Try it:
Could you filter the data below down to the lines that hold the word "pseudoctlr"?

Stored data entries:
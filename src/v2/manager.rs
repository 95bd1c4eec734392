use std::{
    fs::{self},
    os::unix::fs::PermissionsExt,
    path::{Component::RootDir, Path, PathBuf},
    time::Duration,
};

use anyhow::{bail, Context, Result};

use nix::unistd::Pid;

#[cfg(feature = "cgroupsv2_devices")]
use super::devices::Devices;
use super::{
    controller::Controller,
    controller_type::{
        ControllerType, PseudoControllerType, CONTROLLER_TYPES, PSEUDO_CONTROLLER_TYPES,
    },
    cpu::Cpu,
    cpuset::CpuSet,
    freezer::Freezer,
    hugetlb::HugeTlb,
    io::Io,
    memory::Memory,
    pids::Pids,
    unified::Unified,
    util::{self, CGROUP_SUBTREE_CONTROL},
};
use crate::{
    common::{self, CgroupManager, ControllerOpt, FreezerState, PathBufExt, CGROUP_PROCS},
    stats::{Stats, StatsProvider},
};

pub const CGROUP_KILL: &str = "cgroup.kill";

pub struct Manager {
    root_path: PathBuf,
    cgroup_path: PathBuf,
    full_path: PathBuf,
}

impl Manager {
    /// Constructs a new cgroup manager with root path being the mount point
    /// of a cgroup v2 fs and cgroup path being a relative path from the root
    pub fn new(root_path: PathBuf, cgroup_path: PathBuf) -> Result<Self> {
        let full_path = root_path.join_safely(&cgroup_path)?;

        Ok(Self {
            root_path,
            cgroup_path,
            full_path,
        })
    }

    fn create_unified_cgroup(&self, pid: Pid) -> Result<()> {
        let controllers: Vec<String> = util::get_available_controllers(&self.root_path)?
            .iter()
            .map(|c| format!("{}{}", "+", c))
            .collect();

        Self::write_controllers(&self.root_path, &controllers)?;

        let mut current_path = self.root_path.clone();
        let mut components = self
            .cgroup_path
            .components()
            .filter(|c| c.ne(&RootDir))
            .peekable();
        while let Some(component) = components.next() {
            current_path = current_path.join(component);
            if !current_path.exists() {
                fs::create_dir(&current_path)?;
                fs::metadata(&current_path)?.permissions().set_mode(0o755);
            }

            // last component cannot have subtree_control enabled due to internal process constraint
            // if this were set, writing to the cgroups.procs file will fail with Erno 16 (device or resource busy)
            if components.peek().is_some() {
                Self::write_controllers(&current_path, &controllers)?;
            }
        }

        common::write_cgroup_file(&self.full_path.join(CGROUP_PROCS), pid)?;
        Ok(())
    }

    fn write_controllers(path: &Path, controllers: &[String]) -> Result<()> {
        for controller in controllers {
            common::write_cgroup_file_str(path.join(CGROUP_SUBTREE_CONTROL), controller)?;
        }

        Ok(())
    }
}

impl CgroupManager for Manager {
    fn add_task(&self, pid: Pid) -> Result<()> {
        self.create_unified_cgroup(pid)?;
        Ok(())
    }

    fn apply(&self, controller_opt: &ControllerOpt) -> Result<()> {
        if controller_opt.resources.network().is_some() {
            bail!("cgroup v2 has no network controller; net_cls/net_prio are v1-only");
        }

        for controller in CONTROLLER_TYPES {
            match controller {
                ControllerType::Cpu => Cpu::apply(controller_opt, &self.full_path)?,
                ControllerType::CpuSet => CpuSet::apply(controller_opt, &self.full_path)?,
                ControllerType::HugeTlb => HugeTlb::apply(controller_opt, &self.full_path)?,
                ControllerType::Io => Io::apply(controller_opt, &self.full_path)?,
                ControllerType::Memory => Memory::apply(controller_opt, &self.full_path)?,
                ControllerType::Pids => Pids::apply(controller_opt, &self.full_path)?,
            }
        }

        #[cfg(feature = "cgroupsv2_devices")]
        Devices::apply(controller_opt, &self.cgroup_path)?;

        for pseudoctlr in PSEUDO_CONTROLLER_TYPES {
            if let PseudoControllerType::Unified = pseudoctlr {
                Unified::apply(
                    controller_opt,
                    &self.full_path,
                    util::get_available_controllers(&self.root_path)?,
                )?;
            }
        }

        Ok(())
    }

    fn remove(&self) -> Result<()> {
        if self.full_path.exists() {
            tracing::debug!("remove cgroup {:?}", self.full_path);
            let kill_file = self.full_path.join(CGROUP_KILL);
            if kill_file.exists() {
                fs::write(kill_file, "1").context("failed to kill cgroup")?;
            } else {
                let procs_path = self.full_path.join(CGROUP_PROCS);
                let procs = fs::read_to_string(&procs_path)?;

                for line in procs.lines() {
                    let pid: i32 = line.parse()?;
                    let _ = nix::sys::signal::kill(Pid::from_raw(pid), nix::sys::signal::SIGKILL);
                }
            }

            common::delete_with_retry(&self.full_path, 4, Duration::from_millis(100))?;
        }

        Ok(())
    }

    fn freeze(&self, state: FreezerState) -> Result<()> {
        let controller_opt = ControllerOpt {
            resources: &Default::default(),
            freezer_state: Some(state),
            oom_score_adj: None,
            disable_oom_killer: false,
        };
        Freezer::apply(&controller_opt, &self.full_path)
    }

    fn stats(&self) -> Result<Stats> {
        let mut stats = Stats::default();

        for subsystem in CONTROLLER_TYPES {
            match subsystem {
                ControllerType::Cpu => stats.cpu.usage = Cpu::stats(&self.full_path)?,
                ControllerType::HugeTlb => stats.hugetlb = HugeTlb::stats(&self.full_path)?,
                ControllerType::Pids => stats.pids = Pids::stats(&self.full_path)?,
                ControllerType::Memory => stats.memory = Memory::stats(&self.full_path)?,
                ControllerType::Io => stats.blkio = Io::stats(&self.full_path)?,
                _ => continue,
            }
        }

        Ok(stats)
    }

    fn get_all_pids(&self) -> Result<Vec<Pid>> {
        common::get_all_pids(&self.full_path)
    }
}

Output of the task:
        for pseudoctlr in PSEUDO_CONTROLLER_TYPES {
            if let PseudoControllerType::Unified = pseudoctlr {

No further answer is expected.